The official, speaking under condition of anonymity because he was not authorized to comment on the search effort, said two weeks of scouring the Indian Ocean floor with a US Navy submersible drone had turned up no wreckage.
He said the search for the plane, which vanished on March 8 with 239 people on board, would now enter a much harder phase of scouring broader areas of the ocean near where the plane is believed to have crashed.
“We went all in on this small area and didn’t find anything. Now you’ve got to go back to the big area,” the official said. “And now you’re talking years.”
The undersea drone Bluefin-21 was yesterday expected to finish what may be the last of its 16-hour trips to depths of more than 4.5km searching a 10km2 stretch of seabed about 3,218km northwest of Perth.
Authorities had identified the area as their strongest lead in determining the plane’s final resting place after detecting what they suspected was a signal, or “ping,” from the plane’s black box on April 4.

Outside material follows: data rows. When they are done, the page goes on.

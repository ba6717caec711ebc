//! The seam between the engine and whatever reasons on behalf of an agent.

use super::transcript::Transcript;
use super::EngineError;
use crate::agents::{AgentId, AgentSpec};
use crate::tools::ToolId;
use async_trait::async_trait;

/// What the active agent wants to do next.
#[derive(Debug, Clone, PartialEq)]
pub enum Decision {
    /// Speak. Completes the run when the agent is terminal.
    Text(String),
    /// Call a tool with raw JSON arguments, as produced by the model.
    UseTool {
        call_id: String,
        tool: ToolId,
        arguments: String,
    },
    /// Transfer control to another agent.
    Handoff { target: AgentId },
}

/// Produces exactly one decision per call for the given agent.
///
/// Implementations receive the whole transcript. Any truncation must be
/// explicitly configured on the implementation itself.
#[async_trait]
pub trait Decider: Send + Sync {
    async fn decide(&self, agent: &AgentSpec, transcript: &Transcript) -> Result<Decision, EngineError>;
}

#[cfg(test)]
pub(crate) mod testing {
    //! A decider that replays a fixed script, plus small graphs to run it on.

    use super::*;
    use crate::agents::{AgentGraph, CompletionGuard};
    use std::collections::VecDeque;
    use std::sync::atomic::{AtomicUsize, Ordering};
    use std::sync::Mutex;
    use std::time::Duration;

    pub fn text(s: &str) -> Decision {
        Decision::Text(s.to_string())
    }

    pub fn tool(tool: ToolId, arguments: &str) -> Decision {
        Decision::UseTool {
            call_id: String::new(),
            tool,
            arguments: arguments.to_string(),
        }
    }

    pub fn handoff(target: &str) -> Decision {
        Decision::Handoff {
            target: AgentId::from(target),
        }
    }

    /// Replays decisions in order. Tool calls get ids `call-<n>`.
    #[derive(Default)]
    pub struct ScriptedDecider {
        script: Mutex<VecDeque<Decision>>,
        delay: Option<Duration>,
        calls: AtomicUsize,
        pub seen: Mutex<Vec<(AgentId, usize)>>,
    }

    impl ScriptedDecider {
        pub fn new(script: impl IntoIterator<Item = Decision>) -> Self {
            Self {
                script: Mutex::new(script.into_iter().collect()),
                ..Default::default()
            }
        }

        /// Sleep before answering each call.
        pub fn with_delay(mut self, delay: Duration) -> Self {
            self.delay = Some(delay);
            self
        }

        pub fn calls(&self) -> usize {
            self.calls.load(Ordering::SeqCst)
        }
    }

    #[async_trait]
    impl Decider for ScriptedDecider {
        async fn decide(&self, agent: &AgentSpec, transcript: &Transcript) -> Result<Decision, EngineError> {
            let n = self.calls.fetch_add(1, Ordering::SeqCst) + 1;
            self.seen
                .lock()
                .unwrap()
                .push((agent.id().clone(), transcript.len()));

            if let Some(delay) = self.delay {
                tokio::time::sleep(delay).await;
            }

            let next = self.script.lock().unwrap().pop_front();
            match next {
                Some(Decision::UseTool { tool, arguments, .. }) => Ok(Decision::UseTool {
                    call_id: format!("call-{}", n),
                    tool,
                    arguments,
                }),
                Some(decision) => Ok(decision),
                None => Err(EngineError::DecisionFailed {
                    agent: agent.id().clone(),
                    message: "script exhausted".to_string(),
                }),
            }
        }
    }

    /// A linear path `agent-0 → agent-1 → … → agent-<n-1>` with no tools.
    pub fn linear_graph(n: usize) -> AgentGraph {
        let specs = (0..n)
            .map(|i| {
                let spec = AgentSpec::new(format!("agent-{}", i).as_str(), format!("Agent {}", i), "");
                if i + 1 < n {
                    spec.with_handoff(format!("agent-{}", i + 1).as_str())
                } else {
                    spec
                }
            })
            .collect();
        AgentGraph::new("agent-0", specs).unwrap()
    }

    /// `writer → producer → summary` where only the producer may render video
    /// and the run must render one before it can finish.
    pub fn production_graph() -> AgentGraph {
        AgentGraph::new(
            "writer",
            vec![
                AgentSpec::new("writer", "Writer", "Write a script.").with_handoff("producer"),
                AgentSpec::new("producer", "Producer", "Render the video.")
                    .with_tool(ToolId::GenerateVideo)
                    .with_handoff("summary"),
                AgentSpec::new("summary", "Summary", "Summarize."),
            ],
        )
        .unwrap()
        .with_guard(CompletionGuard::require([ToolId::GenerateVideo]))
    }

    /// Two agents handing off to each other forever.
    pub fn cyclic_graph() -> AgentGraph {
        AgentGraph::new(
            "ping",
            vec![
                AgentSpec::new("ping", "Ping", "").with_handoff("pong"),
                AgentSpec::new("pong", "Pong", "").with_handoff("ping"),
            ],
        )
        .unwrap()
    }
}
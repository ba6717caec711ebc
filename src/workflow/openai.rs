//! Decisions made by an OpenAI chat model with function calling.

use super::decision::{Decider, Decision};
use super::transcript::{Transcript, Turn};
use super::EngineError;
use crate::agents::{AgentGraph, AgentId, AgentSpec};
use crate::config::Settings;
use crate::error::Result;
use crate::openai::create_client_with_timeout;
use crate::tools::{function_definition, tool_definitions, ToolId};
use async_openai::config::OpenAIConfig;
use async_openai::types::{
    ChatCompletionMessageToolCall, ChatCompletionRequestAssistantMessageArgs,
    ChatCompletionRequestMessage, ChatCompletionRequestSystemMessageArgs,
    ChatCompletionRequestToolMessageArgs, ChatCompletionRequestUserMessageArgs, ChatCompletionTool,
    ChatCompletionToolChoiceOption, ChatCompletionToolType, CreateChatCompletionRequestArgs,
    FunctionCall,
};
use async_openai::Client;
use async_trait::async_trait;
use std::sync::Arc;
use std::time::Duration;
use tracing::{debug, instrument};

/// Prefix of the synthetic functions that transfer control to another agent.
const HANDOFF_PREFIX: &str = "transfer_to_";

/// Asks a chat model what the active agent does next.
pub struct OpenAIDecider {
    client: Client<OpenAIConfig>,
    model: String,
    graph: Arc<AgentGraph>,
    context_window: Option<usize>,
}

impl OpenAIDecider {
    pub fn from_settings(graph: Arc<AgentGraph>, settings: &Settings) -> Result<Self> {
        Ok(Self {
            client: create_client_with_timeout(Duration::from_secs(settings.openai.request_timeout_secs))?,
            model: settings.openai.model.clone(),
            graph,
            context_window: settings.workflow.context_window,
        })
    }

    fn system_prompt(&self, agent: &AgentSpec) -> String {
        let mut prompt = format!("You are the {}.\n\n{}", agent.name(), agent.instructions());

        if !agent.is_terminal() {
            prompt.push_str("\n\nWhen your part is done, hand off by calling one of:");
            for target in agent.allowed_handoffs() {
                let name = self
                    .graph
                    .get(target)
                    .map(|spec| spec.name().to_string())
                    .unwrap_or_else(|| target.to_string());
                prompt.push_str(&format!("\n- {}{} ({})", HANDOFF_PREFIX, target, name));
            }
        }

        prompt
    }

    fn functions(&self, agent: &AgentSpec) -> Vec<ChatCompletionTool> {
        let mut functions = tool_definitions(agent.allowed_tools());
        functions.extend(agent.allowed_handoffs().iter().map(|target| {
            let description = match self.graph.get(target) {
                Some(spec) => format!("Hand off the conversation to the {}.", spec.name()),
                None => format!("Hand off the conversation to {}.", target),
            };
            function_definition(
                &format!("{}{}", HANDOFF_PREFIX, target),
                &description,
                serde_json::json!({ "type": "object", "properties": {} }),
            )
        }));
        functions
    }
}

/// The turns sent to the model: all leading user messages plus the last
/// `window` turns, never starting on a tool result whose call was cut off.
fn visible_turns(turns: &[Turn], window: Option<usize>) -> Vec<&Turn> {
    let Some(window) = window else {
        return turns.iter().collect();
    };

    let leading = turns
        .iter()
        .take_while(|t| matches!(t, Turn::UserMessage { .. }))
        .count();
    let mut start = turns.len().saturating_sub(window).max(leading);
    while start < turns.len() && matches!(turns[start], Turn::ToolResult { .. }) {
        start += 1;
    }

    turns[..leading].iter().chain(turns[start..].iter()).collect()
}

fn build_error(agent: &AgentSpec, e: impl std::fmt::Display) -> EngineError {
    EngineError::DecisionFailed {
        agent: agent.id().clone(),
        message: e.to_string(),
    }
}

fn to_messages(
    agent: &AgentSpec,
    system: String,
    turns: &[&Turn],
) -> std::result::Result<Vec<ChatCompletionRequestMessage>, EngineError> {
    let err = |e: async_openai::error::OpenAIError| build_error(agent, e);
    let mut messages: Vec<ChatCompletionRequestMessage> = vec![
        ChatCompletionRequestSystemMessageArgs::default()
            .content(system)
            .build()
            .map_err(err)?
            .into(),
    ];

    for turn in turns {
        let message: ChatCompletionRequestMessage = match turn {
            Turn::UserMessage { text } => ChatCompletionRequestUserMessageArgs::default()
                .content(text.clone())
                .build()
                .map_err(err)?
                .into(),
            Turn::AgentMessage { agent: speaker, text } => {
                let content = if speaker == agent.id() {
                    text.clone()
                } else {
                    format!("[{}] {}", speaker, text)
                };
                ChatCompletionRequestAssistantMessageArgs::default()
                    .content(content)
                    .build()
                    .map_err(err)?
                    .into()
            }
            Turn::ToolCall {
                call_id,
                tool,
                arguments,
                ..
            } => ChatCompletionRequestAssistantMessageArgs::default()
                .tool_calls(vec![ChatCompletionMessageToolCall {
                    id: call_id.clone(),
                    r#type: ChatCompletionToolType::Function,
                    function: FunctionCall {
                        name: tool.to_string(),
                        arguments: match arguments {
                            serde_json::Value::String(raw) => raw.clone(),
                            other => other.to_string(),
                        },
                    },
                }])
                .build()
                .map_err(err)?
                .into(),
            Turn::ToolResult { call_id, outcome, .. } => ChatCompletionRequestToolMessageArgs::default()
                .tool_call_id(call_id.clone())
                .content(outcome.render())
                .build()
                .map_err(err)?
                .into(),
            Turn::Handoff { from, to } => ChatCompletionRequestSystemMessageArgs::default()
                .content(format!("{} handed the conversation off to {}.", from, to))
                .build()
                .map_err(err)?
                .into(),
        };
        messages.push(message);
    }

    Ok(messages)
}

/// Turn a function call from the model into a decision.
fn parse_function_call(
    agent: &AgentSpec,
    call: &ChatCompletionMessageToolCall,
) -> std::result::Result<Decision, EngineError> {
    let name = call.function.name.as_str();

    if let Some(target) = name.strip_prefix(HANDOFF_PREFIX) {
        return Ok(Decision::Handoff {
            target: AgentId::from(target),
        });
    }

    match name.parse::<ToolId>() {
        Ok(tool) => Ok(Decision::UseTool {
            call_id: call.id.clone(),
            tool,
            arguments: call.function.arguments.clone(),
        }),
        Err(_) => Err(EngineError::UnauthorizedTool {
            agent: agent.id().clone(),
            tool: name.to_string(),
        }),
    }
}

/// Prose from a non-terminal agent does not move the run forward, so after
/// speaking once it must call a tool or hand off.
fn must_act(agent: &AgentSpec, transcript: &Transcript) -> bool {
    !agent.is_terminal()
        && matches!(
            transcript.last(),
            Some(Turn::AgentMessage { agent: speaker, .. }) if speaker == agent.id()
        )
}

#[async_trait]
impl Decider for OpenAIDecider {
    #[instrument(skip_all, fields(agent = %agent.id()))]
    async fn decide(&self, agent: &AgentSpec, transcript: &Transcript) -> std::result::Result<Decision, EngineError> {
        let turns = visible_turns(transcript.turns(), self.context_window);
        let messages = to_messages(agent, self.system_prompt(agent), &turns)?;
        let functions = self.functions(agent);

        let mut request = CreateChatCompletionRequestArgs::default();
        request.model(&self.model).messages(messages);
        if !functions.is_empty() {
            let choice = if must_act(agent, transcript) {
                ChatCompletionToolChoiceOption::Required
            } else {
                ChatCompletionToolChoiceOption::Auto
            };
            request
                .tools(functions)
                .tool_choice(choice)
                .parallel_tool_calls(false);
        }
        let request = request.build().map_err(|e| build_error(agent, e))?;

        debug!("Requesting decision with {} turns", turns.len());
        let response = self
            .client
            .chat()
            .create(request)
            .await
            .map_err(|e| build_error(agent, format!("OpenAI API error: {}", e)))?;

        let choice = response
            .choices
            .into_iter()
            .next()
            .ok_or_else(|| build_error(agent, "No response from model"))?;

        if let Some(call) = choice.message.tool_calls.as_ref().and_then(|calls| calls.first()) {
            return parse_function_call(agent, call);
        }

        match choice.message.content {
            Some(text) if !text.trim().is_empty() => Ok(Decision::Text(text)),
            _ => Err(build_error(agent, "Model returned neither text nor a function call")),
        }
    }
}

#[cfg(test)]
mod tests {
    use super::*;
    use crate::tools::{ToolError, ToolOutput};
    use crate::workflow::ToolOutcome;

    fn call(name: &str, arguments: &str) -> ChatCompletionMessageToolCall {
        ChatCompletionMessageToolCall {
            id: "call_abc".to_string(),
            r#type: ChatCompletionToolType::Function,
            function: FunctionCall {
                name: name.to_string(),
                arguments: arguments.to_string(),
            },
        }
    }

    fn producer() -> AgentSpec {
        AgentSpec::new("video_producer", "Video Producer", "Render.")
            .with_tool(ToolId::GenerateVideo)
            .with_handoff("summary")
    }

    #[test]
    fn test_parse_handoff_and_tool_calls() {
        let agent = producer();

        assert_eq!(
            parse_function_call(&agent, &call("transfer_to_summary", "{}")).unwrap(),
            Decision::Handoff {
                target: AgentId::from("summary")
            }
        );
        assert_eq!(
            parse_function_call(&agent, &call("generate_video", r#"{"script":"x"}"#)).unwrap(),
            Decision::UseTool {
                call_id: "call_abc".to_string(),
                tool: ToolId::GenerateVideo,
                arguments: r#"{"script":"x"}"#.to_string(),
            }
        );

        let err = parse_function_call(&agent, &call("delete_everything", "{}")).unwrap_err();
        assert_eq!(err.kind(), crate::workflow::EngineErrorKind::UnauthorizedTool);
    }

    #[test]
    fn test_context_window_keeps_prompt_and_call_pairs() {
        let agent = AgentId::from("video_producer");
        let turns = vec![
            Turn::UserMessage {
                text: "Launch the skates".to_string(),
            },
            Turn::AgentMessage {
                agent: agent.clone(),
                text: "Working on it".to_string(),
            },
            Turn::ToolCall {
                agent: agent.clone(),
                call_id: "c1".to_string(),
                tool: ToolId::GenerateVideo,
                arguments: serde_json::json!({"script": "x"}),
            },
            Turn::ToolResult {
                call_id: "c1".to_string(),
                tool: ToolId::GenerateVideo,
                outcome: ToolOutcome::Failure {
                    error: ToolError::timeout("slow"),
                },
            },
            Turn::AgentMessage {
                agent: agent.clone(),
                text: "Retrying".to_string(),
            },
        ];

        assert_eq!(visible_turns(&turns, None).len(), 5);

        let window = visible_turns(&turns, Some(2));
        assert_eq!(window.len(), 2);
        assert!(matches!(window[0], Turn::UserMessage { .. }));
        assert!(matches!(window[1], Turn::AgentMessage { .. }));

        let window = visible_turns(&turns, Some(3));
        assert_eq!(window.len(), 4);
        assert!(matches!(window[1], Turn::ToolCall { .. }));
    }

    #[test]
    fn test_non_terminal_agent_must_act_after_speaking() {
        let agent = producer();
        let mut transcript = Transcript::new();
        transcript.push(Turn::UserMessage {
            text: "go".to_string(),
        });
        assert!(!must_act(&agent, &transcript));

        transcript.push(Turn::AgentMessage {
            agent: agent.id().clone(),
            text: "Here is my plan".to_string(),
        });
        assert!(must_act(&agent, &transcript));

        let terminal = AgentSpec::new("summary", "Delivery Lead", "");
        assert!(!must_act(&terminal, &transcript));
    }

    #[test]
    fn test_transcript_maps_to_chat_messages() {
        let agent = producer();
        let turns = vec![
            Turn::UserMessage {
                text: "go".to_string(),
            },
            Turn::Handoff {
                from: AgentId::from("copywriter"),
                to: agent.id().clone(),
            },
            Turn::ToolCall {
                agent: agent.id().clone(),
                call_id: "c1".to_string(),
                tool: ToolId::GenerateVideo,
                arguments: serde_json::json!({"script": "x"}),
            },
            Turn::ToolResult {
                call_id: "c1".to_string(),
                tool: ToolId::GenerateVideo,
                outcome: ToolOutcome::Success {
                    output: ToolOutput::Video {
                        video_url: "https://cdn/v.mp4".to_string(),
                        duration_seconds: 12.0,
                        platform: None,
                    },
                },
            },
        ];
        let refs: Vec<&Turn> = turns.iter().collect();

        let messages = to_messages(&agent, "system".to_string(), &refs).unwrap();
        assert_eq!(messages.len(), 5);
        assert!(matches!(messages[0], ChatCompletionRequestMessage::System(_)));
        assert!(matches!(messages[1], ChatCompletionRequestMessage::User(_)));
        assert!(matches!(messages[3], ChatCompletionRequestMessage::Assistant(_)));
        assert!(matches!(messages[4], ChatCompletionRequestMessage::Tool(_)));
    }
}
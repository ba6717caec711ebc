//! `open_link`: fetch a page and extract what a researcher needs from it.
//!
//! Parsing uses `scraper` for the title and description and `html2text` for
//! the readable body.

use super::{PageFetcher, PageMetadata, ToolError, ToolOutput};
use crate::error::{Result, ShipShowError};
use async_trait::async_trait;
use scraper::{Html, Selector};
use std::time::Duration;
use tracing::{debug, instrument};
use url::Url;

/// Raw HTML bytes read from the wire and handed to the parser.
const MAX_HTML_BYTES: usize = 1_000_000;

/// Page fetcher backed by a plain HTTP client.
pub struct HttpPageFetcher {
    client: reqwest::Client,
    max_bytes: usize,
}

impl HttpPageFetcher {
    /// Create a fetcher that identifies itself with `user_agent` and returns at
    /// most `max_bytes` of extracted text.
    pub fn new(user_agent: &str, max_bytes: usize) -> Result<Self> {
        let client = reqwest::Client::builder()
            .user_agent(user_agent)
            .timeout(Duration::from_secs(30))
            .build()
            .map_err(|e| ShipShowError::Config(format!("Failed to create HTTP client: {}", e)))?;

        Ok(Self { client, max_bytes })
    }
}

#[async_trait]
impl PageFetcher for HttpPageFetcher {
    #[instrument(skip(self), fields(url = %url))]
    async fn fetch(&self, url: &Url) -> std::result::Result<ToolOutput, ToolError> {
        let mut response = self
            .client
            .get(url.clone())
            .send()
            .await
            .map_err(|e| ToolError::from_reqwest("Page fetch", e))?;

        let status = response.status();
        let content_type = response
            .headers()
            .get(reqwest::header::CONTENT_TYPE)
            .and_then(|v| v.to_str().ok())
            .map(|v| v.to_string());

        let mut raw = Vec::new();
        while let Some(chunk) = response
            .chunk()
            .await
            .map_err(|e| ToolError::from_reqwest("Page fetch", e))?
        {
            if !push_capped(&mut raw, &chunk, MAX_HTML_BYTES) {
                debug!("Page exceeds {} bytes, stopped reading", MAX_HTML_BYTES);
                break;
            }
        }
        let body = String::from_utf8_lossy(&raw);

        if !status.is_success() {
            return Err(ToolError::from_status("Page fetch", status, &body));
        }

        debug!("Fetched {} bytes from {}", body.len(), url);

        let (title, description, content) = extract_page(&body, self.max_bytes);

        Ok(ToolOutput::Page {
            content,
            metadata: PageMetadata {
                url: url.to_string(),
                title,
                description,
                status_code: status.as_u16(),
                content_type,
            },
        })
    }
}

/// Append `chunk` to `buf` without growing it past `limit`. Returns false once
/// the limit has been reached.
fn push_capped(buf: &mut Vec<u8>, chunk: &[u8], limit: usize) -> bool {
    let room = limit.saturating_sub(buf.len());
    if chunk.len() >= room {
        buf.extend_from_slice(&chunk[..room]);
        return false;
    }
    buf.extend_from_slice(chunk);
    true
}

/// Extract `(title, description, text)` from an HTML document.
///
/// Documents longer than the read limit are cut before parsing. The title
/// comes from `<title>`, falling back to `og:title`. The text is truncated to
/// `max_bytes` on a character boundary.
pub fn extract_page(html: &str, max_bytes: usize) -> (String, Option<String>, String) {
    let html = truncate_str(html, MAX_HTML_BYTES);
    let document = Html::parse_document(html);

    let title = element_text(&document, "title")
        .or_else(|| meta_content(&document, r#"meta[property="og:title"]"#))
        .unwrap_or_default();

    let description = meta_content(&document, r#"meta[name="description"]"#)
        .or_else(|| meta_content(&document, r#"meta[property="og:description"]"#));

    let text = html2text::from_read(html.as_bytes(), 100).unwrap_or_default();
    let text = clean_text(&text);

    (title, description, truncate_str(&text, max_bytes).to_string())
}

fn element_text(doc: &Html, selector: &str) -> Option<String> {
    let selector = Selector::parse(selector).ok()?;
    let element = doc.select(&selector).next()?;
    let text = collapse_whitespace(&element.text().collect::<String>());
    (!text.is_empty()).then_some(text)
}

fn meta_content(doc: &Html, selector: &str) -> Option<String> {
    let selector = Selector::parse(selector).ok()?;
    let content = doc.select(&selector).next()?.value().attr("content")?;
    let text = collapse_whitespace(content);
    (!text.is_empty()).then_some(text)
}

fn collapse_whitespace(raw: &str) -> String {
    raw.split_whitespace().collect::<Vec<_>>().join(" ")
}

/// Trim each line and keep at most one blank line between blocks.
fn clean_text(text: &str) -> String {
    let mut result = String::with_capacity(text.len());
    let mut blank = false;
    for line in text.lines().map(str::trim) {
        if line.is_empty() {
            if !blank && !result.is_empty() {
                result.push('\n');
            }
            blank = true;
        } else {
            blank = false;
            result.push_str(line);
            result.push('\n');
        }
    }
    result.trim().to_string()
}

fn truncate_str(s: &str, max_bytes: usize) -> &str {
    if s.len() <= max_bytes {
        return s;
    }
    let mut end = max_bytes;
    while end > 0 && !s.is_char_boundary(end) {
        end -= 1;
    }
    &s[..end]
}
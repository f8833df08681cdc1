//! Server status codes.
//!
//! The server reports request outcomes and protocol-level complaints as
//! `statuscode` envelopes whose payload is a string of the form
//! `"E:101 | Syntax"` or `"I:011 | Invalid Password"`.
//!
//! `E:` codes are always errors. `I:` codes are informational except for
//! the auth-rejection family, which the server delivers with an `I:`
//! prefix but which must fail the request that triggered them.

// ============================================================================
// Imports
// ============================================================================

use std::fmt;

// ============================================================================
// Constants
// ============================================================================

/// `E:101 | Syntax` - the server could not parse a frame.
///
/// While unauthenticated, this is also the cue that the server expects a
/// credential handshake (it does not proactively prompt for auth).
pub const SYNTAX_ERROR_CODE: u16 = 101;

/// `I:` codes that reject a request despite the informational prefix:
/// invalid password, invalid token, account deleted, account banned,
/// account locked.
const REJECTING_INFO_CODES: &[u16] = &[11, 12, 13, 14, 16];

// ============================================================================
// StatusKind
// ============================================================================

/// Prefix class of a status code.
#[derive(Debug, Clone, Copy, PartialEq, Eq)]
pub enum StatusKind {
    /// `E:` - an error.
    Error,
    /// `I:` - informational.
    Info,
}

// ============================================================================
// StatusCode
// ============================================================================

/// A parsed `statuscode` payload.
#[derive(Debug, Clone, PartialEq, Eq)]
pub struct StatusCode {
    /// Prefix class.
    pub kind: StatusKind,

    /// Numeric code.
    pub code: u16,

    /// Human-readable message, if the server sent one.
    pub message: String,

    /// The payload exactly as received, for caller-specific handling.
    pub raw: String,
}

impl StatusCode {
    /// Parses a `statuscode` payload string.
    ///
    /// Accepts `"E:NNN | message"`, `"I:NNN | message"` and the bare
    /// `"E:NNN"` / `"I:NNN"` forms. Anything else yields `None`.
    #[must_use]
    pub fn parse(raw: &str) -> Option<Self> {
        let (head, message) = match raw.split_once('|') {
            Some((head, message)) => (head.trim(), message.trim()),
            None => (raw.trim(), ""),
        };

        let (prefix, digits) = head.split_once(':')?;
        let kind = match prefix {
            "E" => StatusKind::Error,
            "I" => StatusKind::Info,
            _ => return None,
        };
        let code = digits.trim().parse().ok()?;

        Some(Self {
            kind,
            code,
            message: message.to_string(),
            raw: raw.to_string(),
        })
    }

    /// Returns `true` if this code fails the request that triggered it.
    #[inline]
    #[must_use]
    pub fn is_error(&self) -> bool {
        match self.kind {
            StatusKind::Error => true,
            StatusKind::Info => REJECTING_INFO_CODES.contains(&self.code),
        }
    }

    /// Returns `true` for the server's syntax/protocol complaint.
    #[inline]
    #[must_use]
    pub fn is_syntax_error(&self) -> bool {
        self.kind == StatusKind::Error && self.code == SYNTAX_ERROR_CODE
    }
}

impl fmt::Display for StatusCode {
    fn fmt(&self, f: &mut fmt::Formatter<'_>) -> fmt::Result {
        f.write_str(&self.raw)
    }
}

// ============================================================================
// Tests
// ============================================================================

#[cfg(test)]
mod tests {
    use super::*;

    #[test]
    fn test_parse_error_code() {
        let status = StatusCode::parse("E:101 | Syntax").expect("parse");
        assert_eq!(status.kind, StatusKind::Error);
        assert_eq!(status.code, 101);
        assert_eq!(status.message, "Syntax");
        assert!(status.is_error());
        assert!(status.is_syntax_error());
    }

    #[test]
    fn test_parse_informational_code() {
        let status = StatusCode::parse("I:100 | OK").expect("parse");
        assert_eq!(status.kind, StatusKind::Info);
        assert_eq!(status.code, 100);
        assert!(!status.is_error());
        assert!(!status.is_syntax_error());
    }

    #[test]
    fn test_rejecting_info_codes_are_errors() {
        let invalid_password = StatusCode::parse("I:011 | Invalid Password").expect("parse");
        assert!(invalid_password.is_error());

        let invalid_token = StatusCode::parse("I:012 | Invalid Token").expect("parse");
        assert!(invalid_token.is_error());
    }

    #[test]
    fn test_parse_without_message() {
        let status = StatusCode::parse("E:104").expect("parse");
        assert_eq!(status.code, 104);
        assert_eq!(status.message, "");
    }

    #[test]
    fn test_parse_rejects_garbage() {
        assert!(StatusCode::parse("hello").is_none());
        assert!(StatusCode::parse("X:100 | ?").is_none());
        assert!(StatusCode::parse("E:abc | ?").is_none());
        assert!(StatusCode::parse("").is_none());
    }

    #[test]
    fn test_display_preserves_raw() {
        let status = StatusCode::parse("I:011 | Invalid Password").expect("parse");
        assert_eq!(status.to_string(), "I:011 | Invalid Password");
    }
}
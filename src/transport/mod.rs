//! WebSocket transport layer.
//!
//! This module maintains the single persistent connection to a Cloudlink
//! server.
//!
//! # Architecture
//!
//! ```text
//! ┌──────────────────┐                              ┌─────────────────┐
//! │  Client (Rust)   │                              │  Server         │
//! │                  │          WebSocket           │                 │
//! │  Transport       │◄────────────────────────────►│  Cloudlink      │
//! │  → event channel │       wss://host/path        │  endpoint       │
//! │                  │                              │                 │
//! └──────────────────┘                              └─────────────────┘
//! ```
//!
//! # Connection Lifecycle
//!
//! 1. `Transport::connect` - Dial the endpoint (no-op while connecting/open)
//! 2. Frames flow until the socket drops, either side
//! 3. A close notification lands on the event channel, after all frames
//! 4. The session layer decides whether to call `connect` again
//!
//! The transport itself never retries.

// ============================================================================
// Submodules
// ============================================================================

/// WebSocket connection and connection loop.
pub mod socket;

// ============================================================================
// Re-exports
// ============================================================================

pub use socket::{ConnectionState, Transport};

pub(crate) use socket::TransportEvent;
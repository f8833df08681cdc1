//! Session bootstrap and credential replay.
//!
//! A logical session must outlive the socket that carries it. This module
//! owns the state machine that authenticates on startup, re-authenticates
//! after every reconnect using persisted credentials, and escalates to the
//! user only when resuming is hopeless.
//!
//! # State Machine
//!
//! ```text
//!        login / stored credentials
//! Anonymous ──────► Authenticating ──────► Authenticated
//!     ▲                   ▲                     │
//!     │ decline           │ readiness           │ transport close
//!     │                   │                     ▼
//!     └────────────── Reconnecting ◄────────────┘
//! ```
//!
//! # Collaborators
//!
//! Credential persistence and user interaction are external concerns,
//! injected through [`CredentialStore`] and [`UserPrompt`]. The session
//! does not know whether credentials live in `localStorage`, a keychain,
//! or a test fixture, and treats dialogs as awaitable black boxes.

// ============================================================================
// Imports
// ============================================================================

use std::fmt;
use std::sync::Arc;

use async_trait::async_trait;
use parking_lot::Mutex;
use rustc_hash::{FxHashMap, FxHashSet};
use tokio::task::JoinHandle;
use tracing::{debug, info, trace, warn};

use crate::client::{Client, ConnectionLost, Subscription};
use crate::error::{Error, Result};
use crate::protocol::{
    AuthPayload, AuthRequest, AuthResponse, Packet, Relationship, RelationshipPush,
    RelationshipState, Shape, StatusCode,
};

However, the US official said Malaysia would have to decide how to proceed with the search, including whether to bring in more underwater drones, even with the understanding that the search could continue for years without a refined search area.
In other developments, Malaysian Prime Minister Najib Razak has pledged to release a report on flight MH370’s disappearance as passengers’ families protested outside the country’s embassy in Beijing.
Razak promised that a preliminary report submitted to the UN’s aviation body would be released publicly.
“In the name of transparency, we will release the report next week,” he told CNN in an interview aired late on Thursday.
That was not soon enough for dozens of Chinese relatives who held an overnight protest outside the Malaysian embassy in Beijing, according to a spokesman for relatives.
Police fanned out around the embassy yesterday morning.
The UN’s International Civil Aviation Organization requires countries to submit within 30 days a factual account of what is known so far in any air crash.